Invited by Walter Fink, he was the sixth composer featured in the annual Komponistenporträt of the Rheingau Musik Festival in 1996, where his Schau-Stücke for voices and gestures premiered.

Schnebel died of a heart ailment in Berlin on 20 May 2018 at the age of 88. His and his wife's grave is in Dahlem Cemetery.

== Cycles and style ==
Schnebel composed several cycles of works, sometimes over a long time. One of them was called Versuche (Essays), consisting of four works written 1953 to 1956. They concern serial techniques, exploring space by placing performers at separate positions.
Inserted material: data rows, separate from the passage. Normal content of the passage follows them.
//! Server credentials
//!
//! Credentials live in `~/.config/bamboo/secrets.toml`, apart from the
//! shareable config file:
//!
//! ```toml
//! [bamboo]
//! username = "builder"   # optional, selects basic auth
//! password = "..."       # basic-auth password
//! token = "..."          # personal access token
//! ```
//!
//! `BAMBOO_PASSWORD` and `BAMBOO_TOKEN` take precedence over the file.
//! On Unix the file is refused unless only its owner can read it.

use std::fmt;
use std::path::{Path, PathBuf};

use serde::{Deserialize, Serialize};
use tracing::{debug, info};

use crate::{Error, Result};

/// Contents of `secrets.toml`
#[derive(Clone, Default, Deserialize, Serialize)]
#[serde(default)]
pub struct Secrets {
    pub bamboo: BambooSecrets,
}

/// The `[bamboo]` table
#[derive(Clone, Default, Deserialize, Serialize)]
#[serde(default)]
pub struct BambooSecrets {
    pub username: Option<String>,
    pub password: Option<String>,
    pub token: Option<String>,
}

/// How requests authenticate against the server
#[derive(Clone, PartialEq, Eq)]
pub enum Credentials {
    Anonymous,
    Basic { username: String, password: String },
    Bearer(String),
}

impl Credentials {
    /// Short name of the auth scheme, safe to log
    pub fn scheme(&self) -> &'static str {
        match self {
            Credentials::Anonymous => "anonymous",
            Credentials::Basic { .. } => "basic",
            Credentials::Bearer(_) => "bearer",
        }
    }
}

impl fmt::Debug for Credentials {
    fn fmt(&self, f: &mut fmt::Formatter<'_>) -> fmt::Result {
        match self {
            Credentials::Basic { username, .. } => f
                .debug_struct("Basic")
                .field("username", username)
                .finish_non_exhaustive(),
            other => f.write_str(other.scheme()),
        }
    }
}

impl fmt::Debug for BambooSecrets {
    fn fmt(&self, f: &mut fmt::Formatter<'_>) -> fmt::Result {
        f.debug_struct("BambooSecrets")
            .field("username", &self.username)
            .field("password", &self.password.as_ref().map(|_| "***"))
            .field("token", &self.token.as_ref().map(|_| "***"))
            .finish()
    }
}

impl fmt::Debug for Secrets {
    fn fmt(&self, f: &mut fmt::Formatter<'_>) -> fmt::Result {
        f.debug_struct("Secrets").field("bamboo", &self.bamboo).finish()
    }
}

/// Trimmed value, or `None` when missing or blank
fn present(value: Option<&str>) -> Option<String> {
    value
        .map(str::trim)
        .filter(|v| !v.is_empty())
        .map(str::to_string)
}

impl Secrets {
    /// `~/.config/bamboo/secrets.toml`
    pub fn default_secrets_path() -> Option<PathBuf> {
        dirs::config_dir().map(|dir| dir.join("bamboo").join("secrets.toml"))
    }

    /// Read the default secrets file; empty secrets when there is none
    pub fn load() -> Result<Self> {
        match Self::default_secrets_path() {
            Some(path) if path.is_file() => Self::load_from_file(&path),
            _ => Ok(Self::default()),
        }
    }

    /// Read the default secrets file, then apply `BAMBOO_*` overrides
    pub fn load_with_overrides() -> Result<Self> {
        Ok(Self::load()?.with_env_overrides())
    }

    /// Read a secrets file after checking nobody else can read it
    pub fn load_from_file(path: &Path) -> Result<Self> {
        ensure_owner_only(path)?;

        let raw = std::fs::read_to_string(path)?;
        let secrets = toml::from_str(&raw)
            .map_err(|e| Error::Config(format!("{}: {}", path.display(), e)))?;

        debug!(path = %path.display(), "Loaded secrets");
        Ok(secrets)
    }

    /// Let `BAMBOO_PASSWORD` and `BAMBOO_TOKEN` replace file values
    pub fn with_env_overrides(mut self) -> Self {
        if let Some(password) = present(std::env::var("BAMBOO_PASSWORD").ok().as_deref()) {
            self.bamboo.password = Some(password);
        }
        if let Some(token) = present(std::env::var("BAMBOO_TOKEN").ok().as_deref()) {
            self.bamboo.token = Some(token);
        }
        self
    }

    /// Decide how to authenticate
    ///
    /// `username` is the configured username; it wins over the one in the
    /// secrets file. With a username, basic auth is used with the password,
    /// or with the token when no password is set. Without one, a token means
    /// bearer auth and nothing at all means anonymous access.
    pub fn credentials(&self, username: Option<&str>) -> Result<Credentials> {
        let username = present(username).or_else(|| present(self.bamboo.username.as_deref()));
        let password = present(self.bamboo.password.as_deref());
        let token = present(self.bamboo.token.as_deref());
        let has_password = password.is_some();

        match (username, password.or(token.clone())) {
            (Some(username), Some(password)) => Ok(Credentials::Basic { username, password }),
            (Some(username), None) => Err(Error::Credentials(format!(
                "no password or token for user '{}'; set BAMBOO_PASSWORD or BAMBOO_TOKEN",
                username
            ))),
            (None, _) => match token {
                Some(token) => Ok(Credentials::Bearer(token)),
                None if has_password => Err(Error::Credentials(
                    "a password needs a username; set server.username or bamboo.username"
                        .to_string(),
                )),
                None => Ok(Credentials::Anonymous),
            },
        }
    }

    /// Write a starter `secrets.toml` at the default location
    pub fn init_template() -> Result<PathBuf> {
        let path = Self::default_secrets_path()
            .ok_or_else(|| Error::Config("no config directory for secrets".to_string()))?;
        Self::write_template(&path)?;
        Ok(path)
    }

    /// Create `path` with commented-out fields, readable by the owner only
    ///
    /// Fails if the file already exists.
    pub fn write_template(path: &Path) -> Result<()> {
        use std::io::Write;

        if let Some(dir) = path.parent() {
            std::fs::create_dir_all(dir)?;
        }

        let mut options = std::fs::OpenOptions::new();
        options.write(true).create_new(true);
        #[cfg(unix)]
        {
            use std::os::unix::fs::OpenOptionsExt;
            options.mode(0o600);
        }

        let mut file = options.open(path).map_err(|e| match e.kind() {
            std::io::ErrorKind::AlreadyExists => {
                Error::Config(format!("{} already exists", path.display()))
            }
            _ => Error::Io(e),
        })?;

        file.write_all(TEMPLATE.as_bytes())?;
        info!(path = %path.display(), "Wrote secrets template");
        Ok(())
    }
}

const TEMPLATE: &str = "\
# Bamboo credentials - keep this file private (mode 600)

[bamboo]
# Basic auth: set a username and password
# username = \"\"
# password = \"\"

# Or a personal access token (sent as a bearer token without a username)
# token = \"\"
";

#[cfg(unix)]
fn ensure_owner_only(path: &Path) -> Result<()> {
    use std::os::unix::fs::PermissionsExt;

    let mode = std::fs::metadata(path)?.permissions().mode() & 0o777;
    if mode & 0o077 != 0 {
        return Err(Error::Config(format!(
            "{} is readable by other users (mode {:o}); chmod 600 it",
            path.display(),
            mode
        )));
    }
    Ok(())
}

#[cfg(not(unix))]
fn ensure_owner_only(_path: &Path) -> Result<()> {
    Ok(())
}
His religious music includes a cycle Für Stimmen (...missa est) (For voices ...), consisting of four works written 1956 to 1969). They use the human voice and organ in experimental settings of prayers and biblical texts. A cycle Produktionsprozesse is a group of compositions related to "language and body" which concerns the physical sound production, with the performers utilizing speech and breathing organs in unusual ways.

His earliest works were strongly influenced by his fellow Darmstadt students Karlheinz Stockhausen, about whose early works he wrote an extended essay, and Mauricio Kagel, about whom he edited a book. Starting in 1959, he also came under the influence of John Cage.)
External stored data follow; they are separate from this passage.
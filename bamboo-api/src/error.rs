//! Error types for Bamboo API operations

use reqwest::StatusCode;
use thiserror::Error;

use crate::transport::Response;

/// Result type for Bamboo API operations
pub type Result<T> = std::result::Result<T, Error>;

/// Errors that can occur during Bamboo API operations
#[derive(Error, Debug)]
pub enum Error {
    /// A required argument was empty; raised before any request is sent
    #[error("{0}")]
    Validation(String),

    /// The server answered with a status the operation does not accept
    #[error("{context} returned {status_text}")]
    UnexpectedStatus {
        /// What the operation was doing
        context: String,
        /// The status the server sent back
        status: StatusCode,
        /// Status line text as reported by the response
        status_text: String,
    },

    /// Network-level failure from the HTTP transport
    #[error("HTTP transport error: {0}")]
    Transport(#[from] reqwest::Error),

    /// Response body was not the expected JSON
    #[error("Failed to decode response: {0}")]
    Decode(#[from] serde_json::Error),

    /// Request path could not be resolved against the base URL
    #[error("Invalid URL: {0}")]
    Url(#[from] url::ParseError),

    /// Authentication error
    #[error("Bamboo authentication error: {0}")]
    Auth(String),

    /// Configuration or secrets could not be loaded
    #[error(transparent)]
    Config(#[from] bamboo_core::Error),
}

impl Error {
    pub(crate) fn unexpected_status(context: impl Into<String>, response: &Response) -> Self {
        Error::UnexpectedStatus {
            context: context.into(),
            status: response.status(),
            status_text: response.status_text(),
        }
    }

    /// Whether this error was raised by input validation
    pub fn is_validation(&self) -> bool {
        matches!(self, Error::Validation(_))
    }

    /// Whether the server answered with an unaccepted status
    pub fn is_unexpected_status(&self) -> bool {
        matches!(self, Error::UnexpectedStatus { .. })
    }

    /// The HTTP status behind this error, if any
    pub fn status(&self) -> Option<StatusCode> {
        match self {
            Error::UnexpectedStatus { status, .. } => Some(*status),
            Error::Transport(e) => e.status(),
            _ => None,
        }
    }
}

#[cfg(test)]
mod tests {
    use super::*;

    #[test]
    fn test_unexpected_status_message() {
        let response = Response::new(StatusCode::NOT_FOUND, "");
        let err = Error::unexpected_status("List projects", &response);
        assert_eq!(err.to_string(), "List projects returned 404 Not Found");
        assert!(err.is_unexpected_status());
        assert!(!err.is_validation());
        assert_eq!(err.status(), Some(StatusCode::NOT_FOUND));
    }

    #[test]
    fn test_validation_has_no_status() {
        let err = Error::Validation("Project key cannot be an empty string".to_string());
        assert!(err.is_validation());
        assert!(err.status().is_none());
    }
}
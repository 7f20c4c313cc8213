//! Error types for configuration and credential loading

use thiserror::Error;

/// Result type alias for core operations
pub type Result<T> = std::result::Result<T, Error>;

/// Error type for core operations
#[derive(Error, Debug)]
pub enum Error {
    /// IO error
    #[error("IO error: {0}")]
    Io(#[from] std::io::Error),

    /// Configuration error
    #[error("Configuration error: {0}")]
    Config(String),

    /// Credentials present but not enough to pick an auth scheme
    #[error("Credentials error: {0}")]
    Credentials(String),
}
Schnebel made arrangements of works by Bach, Beethoven, Webern and Wagner, called Re-Visions, sometimes using their traditional concepts to reflect new techniques and different ways of looking at them.

== Awards ==
Schnebel's awards include the Arts Prize of Lahr in 1991. He received the first European Church Music Prize in Schwäbisch Gmünd the same year. He was a member of the Berlin Akademie der Künste from 1991, and of the Bayerische Akademie der Schönen Künste since 1996. In 2015, he was awarded the Bundesverdienstkreuz am Bande.

== Works ==
Schnebel's works are held by the German National Library. Many of them are published by Schott Music.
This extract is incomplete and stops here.